Rewind twenty years and I am sitting cross-legged on the floor spell-bound by the BBC's Tomorrow's World, a programme featuring the latest and greatest in the world of innovation. Japan was regularly leaned on to create mesmerising trips into the future; pictures of capsule hotels and commuter-filled trains would leave me with an indelible desire to seek my way east in the future. And then I saw the 1991 Toyota concepts. 


These three vehicles were created in response to an internal competition at Toyota to re-invent the wheel. One had legs. Another had an underbody covered in bristles that vibrated, moving slowly across the floor like a washing-machine on a spin-cycle. And one had triangular wheels. Pointless, absurd, ridiculous: I was captivated, and in 2004 I made my first trip to Japan, working at Toyota.

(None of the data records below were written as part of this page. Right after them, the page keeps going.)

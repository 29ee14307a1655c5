//! Axum WebSocket adapter for voxbridge.
//!
//! One WebSocket per participant multiplexes binary PCM and JSON control
//! messages; one hub task per call owns the session aggregate and all
//! fan-in/fan-out. The speech pipeline itself lives in `voxbridge-speech`;
//! this crate is the transport and lifecycle layer plus the composition
//! root (`bootstrap`).

#![deny(unsafe_code)]
#![deny(unused_crate_dependencies)]

// Used by the main.rs binary
use clap as _;
use tracing_subscriber as _;

// Silence unused dev-dependency warnings for crates exercised only by the
// integration tests under tests/
#[cfg(test)]
use async_trait as _;
#[cfg(test)]
use http_body_util as _;
#[cfg(test)]
use mockall as _;
#[cfg(test)]
use tower as _;

pub mod bootstrap;
pub mod call_ws;
pub mod error;
pub mod handlers;
pub mod hub;
pub mod outbound;
pub mod routes;
pub mod state;

// Re-export primary types
pub use bootstrap::{AxumContext, CallDirectory, CorsConfig, ServerConfig, bootstrap, start_server};
pub use error::HttpError;
pub use hub::{CallHub, HubCommand, JoinAccepted};
pub use outbound::{Outbound, OutboundQueue, OutboundReceiver, PushOutcome};
pub use routes::create_router;
pub use state::AppState;
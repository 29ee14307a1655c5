//! Integration tests for the per-session translation router.
//!
//! These drive a `TranslationRouter` task with hand-built segmenter events
//! and a listener snapshot watch channel — exactly the seams the
//! orchestrator uses. The deterministic mock adapter lets every expected
//! translation and PCM payload be computed independently.
//!
//! # What is tested
//!
//! - Trilingual fan-out: each listener gets their language, with audio
//! - Passthrough: same-language listeners get the source text, no MT/TTS
//! - Translation is memoized per target language (byte-equal texts)
//! - Sequence numbers increase per speaker; replays are deduplicated
//! - TTS outage degrades to text-only and recovers on the next utterance
//! - MT outage degrades to the source text with the degraded flag
//! - Interim events become captions in the speaker's language
//! - Recognition failures surface as speaker-only error events

use std::sync::Arc;
use std::time::Duration;

use tokio::sync::{mpsc, watch};

use voxbridge_core::{
    CallSettings, Language, ListenerInfo, RouterEvent, SegmenterEvent, SessionId, SpeakerOutput,
    UserId,
};
use voxbridge_speech::{MockSpeechAdapter, TranslationRouter, TtsCache};

// ── Harness ────────────────────────────────────────────────────────

struct Harness {
    inputs: mpsc::Sender<SpeakerOutput>,
    listeners: watch::Sender<Vec<ListenerInfo>>,
    events: mpsc::Receiver<RouterEvent>,
    adapter: Arc<MockSpeechAdapter>,
}

fn listener(user: &str, language: Language) -> ListenerInfo {
    ListenerInfo {
        user_id: UserId::new(user),
        language,
        voice: language.default_voice(),
    }
}

fn start_router(snapshot: Vec<ListenerInfo>) -> Harness {
    let adapter = Arc::new(MockSpeechAdapter::new());
    let cache = Arc::new(TtsCache::new(
        adapter.clone(),
        64,
        Duration::from_secs(5),
    ));
    let (input_tx, input_rx) = mpsc::channel(64);
    let (watch_tx, watch_rx) = watch::channel(snapshot);
    let (out_tx, out_rx) = mpsc::channel(64);

    TranslationRouter::new(
        SessionId::new("s1"),
        CallSettings::default(),
        adapter.clone(),
        cache,
        input_rx,
        watch_rx,
        out_tx,
    )
    .spawn();

    Harness {
        inputs: input_tx,
        listeners: watch_tx,
        events: out_rx,
        adapter,
    }
}

fn finalized(speaker: &str, text: &str, started_ms: u64, ended_ms: u64) -> SpeakerOutput {
    SpeakerOutput {
        speaker: UserId::new(speaker),
        event: SegmenterEvent::Finalized {
            text: text.to_string(),
            language: Language::He,
            started_ms,
            ended_ms,
        },
    }
}

async fn next_event(h: &mut Harness) -> RouterEvent {
    tokio::time::timeout(Duration::from_secs(2), h.events.recv())
        .await
        .expect("router event within 2s")
        .expect("router channel open")
}

async fn assert_no_event(h: &mut Harness) {
    let res = tokio::time::timeout(Duration::from_millis(200), h.events.recv()).await;
    assert!(res.is_err(), "expected no further event, got {res:?}");
}

// ── Tests ──────────────────────────────────────────────────────────

#[tokio::test]
async fn trilingual_fanout_translates_and_dubs_per_listener() {
    let mut h = start_router(vec![
        listener("alice", Language::He),
        listener("bob", Language::En),
        listener("carol", Language::Ru),
    ]);

    h.inputs
        .send(finalized("alice", "shalom lekulam", 0, 900))
        .await
        .unwrap();

    let RouterEvent::FinalTranslation { utterance, results } = next_event(&mut h).await else {
        panic!("expected FinalTranslation");
    };
    assert_eq!(utterance.seq, 1);
    assert_eq!(utterance.speaker, UserId::new("alice"));
    assert_eq!(results.len(), 2, "speaker receives nothing: {results:?}");

    let bob = results
        .iter()
        .find(|r| r.listener == UserId::new("bob"))
        .unwrap();
    assert_eq!(bob.text, MockSpeechAdapter::translation_of("shalom lekulam", Language::En));
    assert!(!bob.degraded);
    assert_eq!(
        bob.audio.as_ref().expect("dubbed audio for bob"),
        &MockSpeechAdapter::pcm_of(&bob.text, Language::En, &Language::En.default_voice())
    );

    let carol = results
        .iter()
        .find(|r| r.listener == UserId::new("carol"))
        .unwrap();
    assert_eq!(carol.text, MockSpeechAdapter::translation_of("shalom lekulam", Language::Ru));
    assert!(carol.audio.is_some());

    // One MT call per target language, one TTS per (target, voice).
    assert_eq!(h.adapter.translate_calls(), 2);
    assert_eq!(h.adapter.synthesize_calls(), 2);
}

#[tokio::test]
async fn passthrough_skips_translation_and_synthesis() {
    let mut h = start_router(vec![
        listener("alice", Language::He),
        listener("bob", Language::He),
    ]);

    h.inputs
        .send(finalized("alice", "ma nishma", 0, 800))
        .await
        .unwrap();

    let RouterEvent::FinalTranslation { results, .. } = next_event(&mut h).await else {
        panic!("expected FinalTranslation");
    };
    assert_eq!(results.len(), 1);
    assert_eq!(results[0].text, "ma nishma");
    assert!(!results[0].degraded);
    assert!(results[0].audio.is_none(), "passthrough carries no audio");

    assert_eq!(h.adapter.translate_calls(), 0);
    assert_eq!(h.adapter.synthesize_calls(), 0);
}

#[tokio::test]
async fn same_target_listeners_share_one_translation() {
    let mut h = start_router(vec![
        listener("alice", Language::He),
        listener("bob", Language::En),
        listener("dave", Language::En),
    ]);

    h.inputs
        .send(finalized("alice", "yom tov", 0, 700))
        .await
        .unwrap();

    let RouterEvent::FinalTranslation { results, .. } = next_event(&mut h).await else {
        panic!("expected FinalTranslation");
    };
    let texts: Vec<&str> = results.iter().map(|r| r.text.as_str()).collect();
    assert_eq!(texts.len(), 2);
    assert_eq!(texts[0], texts[1], "shared target must be byte-equal");

    assert_eq!(h.adapter.translate_calls(), 1, "one MT call for the shared target");
    // Same (text, language, voice) key: single-flight/caching leaves one call.
    assert_eq!(h.adapter.synthesize_calls(), 1);
}

#[tokio::test]
async fn sequence_numbers_increase_and_replays_are_suppressed() {
    let mut h = start_router(vec![
        listener("alice", Language::He),
        listener("bob", Language::En),
    ]);

    h.inputs
        .send(finalized("alice", "first", 0, 500))
        .await
        .unwrap();
    let RouterEvent::FinalTranslation { utterance, .. } = next_event(&mut h).await else {
        panic!("expected FinalTranslation");
    };
    assert_eq!(utterance.seq, 1);

    // Replay of the same utterance (same span, same text): suppressed.
    h.inputs
        .send(finalized("alice", "first", 0, 500))
        .await
        .unwrap();
    assert_no_event(&mut h).await;

    let mt_after_replay = h.adapter.translate_calls();
    assert_eq!(mt_after_replay, 1, "replay must not reach the providers");

    h.inputs
        .send(finalized("alice", "second", 600, 1200))
        .await
        .unwrap();
    let RouterEvent::FinalTranslation { utterance, .. } = next_event(&mut h).await else {
        panic!("expected FinalTranslation");
    };
    assert_eq!(utterance.seq, 2);
}

#[tokio::test]
async fn synthesis_outage_degrades_to_text_only_and_recovers() {
    let mut h = start_router(vec![
        listener("alice", Language::He),
        listener("bob", Language::En),
    ]);

    h.adapter.set_fail_synthesis(true);
    h.inputs
        .send(finalized("alice", "no audio this time", 0, 900))
        .await
        .unwrap();

    let RouterEvent::FinalTranslation { results, .. } = next_event(&mut h).await else {
        panic!("expected FinalTranslation");
    };
    assert_eq!(results.len(), 1);
    assert!(!results[0].degraded, "text is still translated");
    assert_eq!(
        results[0].text,
        MockSpeechAdapter::translation_of("no audio this time", Language::En)
    );
    assert!(results[0].audio.is_none(), "audio omitted on TTS outage");

    // Subsequent utterances recover normally.
    h.adapter.set_fail_synthesis(false);
    h.inputs
        .send(finalized("alice", "audio is back", 1000, 1900))
        .await
        .unwrap();
    let RouterEvent::FinalTranslation { results, .. } = next_event(&mut h).await else {
        panic!("expected FinalTranslation");
    };
    assert!(results[0].audio.is_some());
}

#[tokio::test]
async fn translation_outage_degrades_to_source_text() {
    let mut h = start_router(vec![
        listener("alice", Language::He),
        listener("bob", Language::En),
    ]);

    h.adapter.set_fail_translation(true);
    h.inputs
        .send(finalized("alice", "lo metargem", 0, 800))
        .await
        .unwrap();

    let RouterEvent::FinalTranslation { results, .. } = next_event(&mut h).await else {
        panic!("expected FinalTranslation");
    };
    assert_eq!(results.len(), 1);
    assert!(results[0].degraded);
    assert_eq!(results[0].text, "lo metargem", "original text surfaces");
    assert!(
        results[0].audio.is_none(),
        "no TTS is attempted for degraded text"
    );
    assert_eq!(h.adapter.synthesize_calls(), 0);
}

#[tokio::test]
async fn interim_becomes_caption_in_speaker_language() {
    let mut h = start_router(vec![
        listener("alice", Language::He),
        listener("bob", Language::En),
    ]);

    h.inputs
        .send(SpeakerOutput {
            speaker: UserId::new("alice"),
            event: SegmenterEvent::Interim {
                text: "shal".to_string(),
            },
        })
        .await
        .unwrap();

    let RouterEvent::InterimCaption(caption) = next_event(&mut h).await else {
        panic!("expected InterimCaption");
    };
    assert_eq!(caption.speaker, UserId::new("alice"));
    assert_eq!(caption.text, "shal");
    assert_eq!(caption.language, Language::He);
}

#[tokio::test]
async fn recognition_failure_is_reported_to_the_speaker_only() {
    let mut h = start_router(vec![
        listener("alice", Language::He),
        listener("bob", Language::En),
    ]);

    h.inputs
        .send(SpeakerOutput {
            speaker: UserId::new("alice"),
            event: SegmenterEvent::RecognitionFailed {
                reason: "provider outage".to_string(),
            },
        })
        .await
        .unwrap();

    let RouterEvent::SpeakerError {
        speaker, message, ..
    } = next_event(&mut h).await
    else {
        panic!("expected SpeakerError");
    };
    assert_eq!(speaker, UserId::new("alice"));
    assert_eq!(message, "provider outage");
}

#[tokio::test]
async fn snapshot_update_changes_the_fanout_set() {
    let mut h = start_router(vec![
        listener("alice", Language::He),
        listener("bob", Language::En),
        listener("carol", Language::Ru),
    ]);

    // Carol leaves the call.
    h.listeners
        .send(vec![
            listener("alice", Language::He),
            listener("bob", Language::En),
        ])
        .unwrap();

    h.inputs
        .send(finalized("alice", "who is left", 0, 600))
        .await
        .unwrap();

    let RouterEvent::FinalTranslation { results, .. } = next_event(&mut h).await else {
        panic!("expected FinalTranslation");
    };
    assert_eq!(results.len(), 1);
    assert_eq!(results[0].listener, UserId::new("bob"));
}
//! Wire protocol for the per-participant message channel.
//!
//! One bidirectional WebSocket per participant carries two message modes:
//!
//! * **Binary** — raw PCM frames, 16 kHz mono signed 16-bit little-endian.
//!   Client → server only for capture; server → client binary frames carry
//!   synthesized audio addressed to that listener.
//! * **Text** — JSON objects with a mandatory `type` field, modeled by
//!   [`ClientMessage`] and [`ServerMessage`].
//!
//! Wire format example:
//!
//! ```json
//! { "type": "mute_status_changed", "user_id": "alice", "is_muted": true }
//! ```

use chrono::{DateTime, Utc};
use serde::{Deserialize, Serialize};

use crate::ids::UserId;
use crate::language::Language;

/// Canonical frame duration the clients send (100 ms at 16 kHz s16le).
pub const CANONICAL_FRAME_BYTES: usize = 3200;

/// Upper bound on a single inbound binary frame.
pub const MAX_FRAME_BYTES: usize = 16_000;

/// PCM sample rate of every audio frame on the wire.
pub const SAMPLE_RATE_HZ: u32 = 16_000;

/// Control verbs a client may send. Anything else on the text channel is a
/// protocol error answered with [`ServerMessage::Error`] and ignored.
#[derive(Debug, Clone, PartialEq, Eq, Serialize, Deserialize)]
#[serde(tag = "type", rename_all = "snake_case")]
pub enum ClientMessage {
    /// Liveness probe; answered with `pong` on the same channel.
    Ping,

    /// Stop contributing audio. Broadcast as `mute_status_changed`.
    Mute,

    /// Resume contributing audio. Broadcast as `mute_status_changed`.
    Unmute,

    /// Graceful departure.
    Leave,
}

/// Messages the server sends on a participant's channel.
#[derive(Debug, Clone, Serialize, Deserialize)]
#[serde(tag = "type", rename_all = "snake_case")]
pub enum ServerMessage {
    /// Reply to `ping`. Never broadcast.
    Pong,

    /// A peer's mute flag changed.
    MuteStatusChanged { user_id: UserId, is_muted: bool },

    /// A peer's channel was admitted.
    ParticipantJoined {
        user_id: UserId,
        joined_at: DateTime<Utc>,
    },

    /// A peer departed (gracefully or not).
    ParticipantLeft {
        user_id: UserId,
        left_at: DateTime<Utc>,
    },

    /// The call reached its terminal state. Last message on the channel.
    CallEnded { reason: String },

    /// Live caption while a peer is still speaking. Superseded by the next
    /// interim or by the final `translation`.
    InterimTranscript {
        speaker_id: UserId,
        text: String,
        language: Language,
        /// Always `false`; kept on the wire so clients switch on one flag.
        is_final: bool,
    },

    /// Final per-listener translation of one utterance. When dubbed audio
    /// exists it follows as a binary frame on the same channel.
    Translation {
        speaker_id: UserId,
        source_text: String,
        translated_text: String,
        source_lang: Language,
        target_lang: Language,
        /// End-of-speech offset, ms from call start.
        timestamp_ms: u64,
        /// Always `true`.
        is_final: bool,
        /// Set when translation was unavailable and `translated_text`
        /// carries the original transcript.
        #[serde(default, skip_serializing_if = "std::ops::Not::not")]
        degraded: bool,
    },

    /// A recoverable failure the client should surface.
    Error { error: String },
}

/// Close reasons used when the server terminates a channel.
#[derive(Debug, Clone, Copy, PartialEq, Eq)]
pub enum CloseReason {
    /// Token did not authenticate.
    Unauthenticated,

    /// Authenticated user is not admitted to this session.
    Unauthorized,

    /// No session with that id.
    UnknownSession,

    /// A newer connection for the same (session, user) replaced this one.
    Superseded,

    /// Outbound queue stayed saturated after degradation; listener dropped.
    SlowConsumer,

    /// The call ended.
    CallEnded,
}

impl CloseReason {
    /// Reason string carried in the WebSocket close frame.
    #[must_use]
    pub const fn as_str(self) -> &'static str {
        match self {
            Self::Unauthenticated => "unauthenticated",
            Self::Unauthorized => "unauthorized",
            Self::UnknownSession => "unknown_session",
            Self::Superseded => "superseded",
            Self::SlowConsumer => "slow_consumer",
            Self::CallEnded => "call_ended",
        }
    }
}

impl std::fmt::Display for CloseReason {
    fn fmt(&self, f: &mut std::fmt::Formatter<'_>) -> std::fmt::Result {
        f.write_str(self.as_str())
    }
}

Such flights of fancy no longer exist. Showcars today are more branding exercises and technological showcases: not very exciting for a nine year old. Instead they must turn to computer games such as Gran Turismo to see designers loosen their collars as brands snag loyalty at a young impressionable age.

But will they grow up wanting to be a designer? With creativity so subtly applied to convergent themes in a saturated marketplace, where is the fire that can lure the young minds of the future. Wordsworth said that the child is the father of the man, so if we can't lure children to draw cars, what hope is there to draw in the men they become?